A las dos de la madrugada, la Gran Vía no deja de rugir. Antonio y Carlos lo saben, por eso pasean arriba y abajo entre la gente que sale de cenar o se dirige al baile. Antonio Ruiz-Jiménez lleva 20 años pidiendo en esta avenida. "Es el mejor sitio. Ayer estuve en el barrio de Salamanca y no me dieron ni un duro". Lleva ganados 70 euros y ahora toca repasar las cabinas. "Coloco una chapa en el cajetín y queda retenido todo el cambio". Por la noche, una por una, recoge el botín; "cuando no se lo ha llevado algún listo", matiza.

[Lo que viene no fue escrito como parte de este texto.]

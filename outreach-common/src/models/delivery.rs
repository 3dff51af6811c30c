//! Delivery log entries (append-only audit of send attempts)

use chrono::{DateTime, Utc};
use serde::{Deserialize, Serialize};
use std::fmt;
use std::str::FromStr;
use uuid::Uuid;

use crate::Error;

/// Outcome of one send attempt
#[derive(Debug, Clone, Copy, PartialEq, Eq, Serialize, Deserialize)]
#[serde(rename_all = "snake_case")]
pub enum DeliveryStatus {
    Sent,
    Failed,
}

impl DeliveryStatus {
    pub fn as_str(&self) -> &'static str {
        match self {
            DeliveryStatus::Sent => "sent",
            DeliveryStatus::Failed => "failed",
        }
    }
}

impl fmt::Display for DeliveryStatus {
    fn fmt(&self, f: &mut fmt::Formatter<'_>) -> fmt::Result {
        f.write_str(self.as_str())
    }
}

impl FromStr for DeliveryStatus {
    type Err = Error;

    fn from_str(s: &str) -> Result<Self, Self::Err> {
        match s {
            "sent" => Ok(DeliveryStatus::Sent),
            "failed" => Ok(DeliveryStatus::Failed),
            other => Err(Error::InvalidInput(format!("Unknown delivery status: {}", other))),
        }
    }
}

/// Entry to append to the delivery log
#[derive(Debug, Clone)]
pub struct NewDeliveryLogEntry {
    pub campaign_id: Uuid,
    pub recipient_email: String,
    pub recipient_name: Option<String>,
    pub status: DeliveryStatus,
    pub error_message: Option<String>,
}

impl NewDeliveryLogEntry {
    /// `sent_at` is only meaningful for successful attempts
    pub fn sent_at(&self, now: DateTime<Utc>) -> Option<DateTime<Utc>> {
        match self.status {
            DeliveryStatus::Sent => Some(now),
            DeliveryStatus::Failed => None,
        }
    }
}

/// Stored delivery log entry; never mutated after creation
#[derive(Debug, Clone, Serialize, Deserialize)]
pub struct DeliveryLogEntry {
    pub id: i64,
    pub campaign_id: Uuid,
    pub recipient_email: String,
    pub recipient_name: Option<String>,
    pub status: DeliveryStatus,
    pub error_message: Option<String>,
    pub sent_at: Option<DateTime<Utc>>,
    pub created_at: DateTime<Utc>,
}
//! Database initialization
//!
//! Creates the database file on first run and applies the schema
//! idempotently on every start.

use crate::Result;
use sqlx::sqlite::{SqliteConnectOptions, SqliteJournalMode, SqlitePoolOptions};
use sqlx::SqlitePool;
use std::path::Path;
use std::time::Duration;
use tracing::info;

/// How long a connection waits on a locked database before failing
pub const BUSY_TIMEOUT: Duration = Duration::from_secs(5);

/// Open (or create) the database at `db_path` and ensure the schema exists
pub async fn init_database(db_path: &Path) -> Result<SqlitePool> {
    let newly_created = !db_path.exists();

    if let Some(parent) = db_path.parent() {
        if !parent.as_os_str().is_empty() {
            std::fs::create_dir_all(parent)?;
        }
    }

    // Per-connection settings, applied to every pooled connection.
    // WAL lets the send loop append log rows while readers list campaigns.
    let options = SqliteConnectOptions::new()
        .filename(db_path)
        .create_if_missing(true)
        .journal_mode(SqliteJournalMode::Wal)
        .busy_timeout(BUSY_TIMEOUT)
        .foreign_keys(true);

    let pool = SqlitePoolOptions::new()
        .max_connections(10)
        .connect_with(options)
        .await?;

    if newly_created {
        info!("Initialized new database: {}", db_path.display());
    } else {
        info!("Opened existing database: {}", db_path.display());
    }

    init_schema(&pool).await?;

    Ok(pool)
}

/// Create all tables and indexes if they don't exist
pub async fn init_schema(pool: &SqlitePool) -> Result<()> {
    create_campaigns_table(pool).await?;
    create_campaign_contacts_table(pool).await?;
    create_email_sends_table(pool).await?;

    info!("Database schema initialized (campaigns, campaign_contacts, email_sends)");
    Ok(())
}

async fn create_campaigns_table(pool: &SqlitePool) -> Result<()> {
    sqlx::query(
        r#"
        CREATE TABLE IF NOT EXISTS campaigns (
            id TEXT PRIMARY KEY,
            name TEXT NOT NULL,
            description TEXT NOT NULL DEFAULT '',
            status TEXT NOT NULL DEFAULT 'draft',
            sequence TEXT NOT NULL DEFAULT '[]',
            emails_sent INTEGER NOT NULL DEFAULT 0 CHECK (emails_sent >= 0),
            created_at TEXT NOT NULL,
            updated_at TEXT NOT NULL
        )
        "#,
    )
    .execute(pool)
    .await?;

    sqlx::query("CREATE INDEX IF NOT EXISTS idx_campaigns_status ON campaigns(status)")
        .execute(pool)
        .await?;

    Ok(())
}

/// One row per contact, keyed by (campaign_id, email)
///
/// `position` keeps insertion order; `version` backs conditional updates.
async fn create_campaign_contacts_table(pool: &SqlitePool) -> Result<()> {
    sqlx::query(
        r#"
        CREATE TABLE IF NOT EXISTS campaign_contacts (
            campaign_id TEXT NOT NULL REFERENCES campaigns(id),
            email TEXT NOT NULL,
            business_name TEXT,
            listing_id TEXT,
            phone TEXT,
            city TEXT,
            industry TEXT,
            metadata TEXT NOT NULL DEFAULT '{}',
            pipeline_stage TEXT NOT NULL DEFAULT 'new',
            current_step INTEGER NOT NULL DEFAULT 0,
            last_sent_at TEXT,
            added_at TEXT NOT NULL,
            updated_at TEXT,
            position INTEGER NOT NULL,
            version INTEGER NOT NULL DEFAULT 0,
            PRIMARY KEY (campaign_id, email)
        )
        "#,
    )
    .execute(pool)
    .await?;

    sqlx::query(
        "CREATE INDEX IF NOT EXISTS idx_campaign_contacts_stage ON campaign_contacts(campaign_id, pipeline_stage, position)",
    )
    .execute(pool)
    .await?;

    Ok(())
}

/// Append-only delivery log
async fn create_email_sends_table(pool: &SqlitePool) -> Result<()> {
    sqlx::query(
        r#"
        CREATE TABLE IF NOT EXISTS email_sends (
            id INTEGER PRIMARY KEY AUTOINCREMENT,
            campaign_id TEXT NOT NULL,
            recipient_email TEXT NOT NULL,
            recipient_name TEXT,
            status TEXT NOT NULL CHECK (status IN ('sent', 'failed')),
            error_message TEXT,
            sent_at TEXT,
            created_at TEXT NOT NULL
        )
        "#,
    )
    .execute(pool)
    .await?;

    sqlx::query("CREATE INDEX IF NOT EXISTS idx_email_sends_campaign ON email_sends(campaign_id, id)")
        .execute(pool)
        .await?;

    Ok(())
}
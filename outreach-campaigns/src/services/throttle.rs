//! Inter-send pacing
//!
//! One throttle is shared by every send the service performs, so two batches
//! running at once still respect the provider's pacing between them.

use std::time::{Duration, Instant};
use tokio::sync::Mutex;

/// Enforces a minimum interval between consecutive sends
pub struct SendThrottle {
    last_send: Mutex<Option<Instant>>,
    min_interval: Duration,
}

impl SendThrottle {
    pub fn new(min_interval_ms: u64) -> Self {
        Self {
            last_send: Mutex::new(None),
            min_interval: Duration::from_millis(min_interval_ms),
        }
    }

    pub fn min_interval(&self) -> Duration {
        self.min_interval
    }

    /// Wait until a send is allowed, then claim the slot
    pub async fn wait(&self) {
        let mut last = self.last_send.lock().await;

        if let Some(last_time) = *last {
            let elapsed = last_time.elapsed();
            if elapsed < self.min_interval {
                let wait_time = self.min_interval - elapsed;
                tracing::debug!("Send throttle: waiting {:?}", wait_time);
                tokio::time::sleep(wait_time).await;
            }
        }

        *last = Some(Instant::now());
    }
}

A veces a Antonio le ofrecen salir en un programa de televisión contando sus "miserias". Pero lo ha hecho tantas veces que ahora tiene que adueñarse de las historias de sus compañeros. "Luego les doy algo de dinero", dice con todo respeto por la propiedad intelectual. Hoy dormirá en una pensión de Montera.

Sólo las prostitutas y una emisora de radio resisten el insomnio perenne de la Gran Vía. A las 4.30, en la puerta del edificio de la cadena SER, el vigilante Jorge Rodríguez, uno de las cerca de 13.300 personas que a diario trabajan en esta calle, aguanta el tipo de once de la noche a siete de la mañana. "Esto no para nunca. Cuando viene gente de fuera se queda extrañada. Hace poco, una invitada no quiso salir a la calle hasta que llegara el taxi. Le daba pavor", recuerda. Llegan los primeros periódicos.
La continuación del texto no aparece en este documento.